Information on this page is courtesy of the Cystic Fibrosis Foundation.
About 1,000 new cases of CF are diagnosed each year.
More than 70% of patients are diagnosed by age two.
More than 45% of the CF population is age 18 or older.
The predicted median age of survival for a person with CF is in the late 30s.
People with CF can have a variety of symptoms, including:
very salty tasting skin;
persistent coughing, at times with phlegm;
frequent lung infections;
wheezing or shortness of breath;
poor growth/weight gain in spite of a good appetite; and
frequent greasy, bulky stools or difficulty in bowel movements.
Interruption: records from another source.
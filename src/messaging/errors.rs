//! # Messaging Error Types
//!
//! Structured errors for the queue transport and the emitters built on it.

use thiserror::Error;

#[derive(Error, Debug)]
pub enum MessagingError {
    #[error("Database query error: {operation}: {message}")]
    DatabaseQuery { operation: String, message: String },

    #[error("Queue operation failed: {queue_name}: {operation}: {message}")]
    QueueOperation {
        queue_name: String,
        operation: String,
        message: String,
    },

    #[error("Queue not found: {queue_name}")]
    QueueNotFound { queue_name: String },

    #[error("Message serialization error: {message}")]
    MessageSerialization { message: String },

    #[error("Message deserialization error: {message}")]
    MessageDeserialization { message: String },

    #[error("Message {msg_id} not found in queue {queue_name}")]
    MessageNotFound { queue_name: String, msg_id: i64 },

    #[error("Internal messaging error: {message}")]
    Internal { message: String },
}

impl MessagingError {
    pub fn database_query(operation: impl Into<String>, message: impl Into<String>) -> Self {
        Self::DatabaseQuery {
            operation: operation.into(),
            message: message.into(),
        }
    }

    pub fn queue_operation(
        queue_name: impl Into<String>,
        operation: impl Into<String>,
        message: impl Into<String>,
    ) -> Self {
        Self::QueueOperation {
            queue_name: queue_name.into(),
            operation: operation.into(),
            message: message.into(),
        }
    }

    pub fn queue_not_found(queue_name: impl Into<String>) -> Self {
        Self::QueueNotFound {
            queue_name: queue_name.into(),
        }
    }

    pub fn message_serialization(message: impl Into<String>) -> Self {
        Self::MessageSerialization {
            message: message.into(),
        }
    }

    pub fn message_deserialization(message: impl Into<String>) -> Self {
        Self::MessageDeserialization {
            message: message.into(),
        }
    }

    pub fn internal(message: impl Into<String>) -> Self {
        Self::Internal {
            message: message.into(),
        }
    }
}

impl From<sqlx::Error> for MessagingError {
    fn from(err: sqlx::Error) -> Self {
        Self::database_query("sqlx", err.to_string())
    }
}

impl From<serde_json::Error> for MessagingError {
    fn from(err: serde_json::Error) -> Self {
        Self::message_serialization(err.to_string())
    }
}

pub type MessagingResult<T> = Result<T, MessagingError>;

#[cfg(test)]
mod tests {
    use super::*;

    #[test]
    fn test_error_display() {
        let err = MessagingError::queue_operation("integration_stream_worker", "send", "closed");
        assert_eq!(
            err.to_string(),
            "Queue operation failed: integration_stream_worker: send: closed"
        );
    }
}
Cystic Fibrosis is an inherited chronic disease that affects the lungs and digestive systems of about 30,000 children and adults in the Unites States (70,000 worldwide). A defective gene and its protein product cause the body to produce unusually thick, sticky mucus that clogs the lungs and leads to life-threatening lung infections and obstructs the pancreas and stops natural enzymes from helping the body break down and absorb food.
In the 1950s, few children with cystic fibrosis lived to attend elementary school. Today, advances in research and medical treatments have further enhanced and extended life for children and adults with CF. Many people with the disease can now expect to live into their 30s, 40s, and beyond.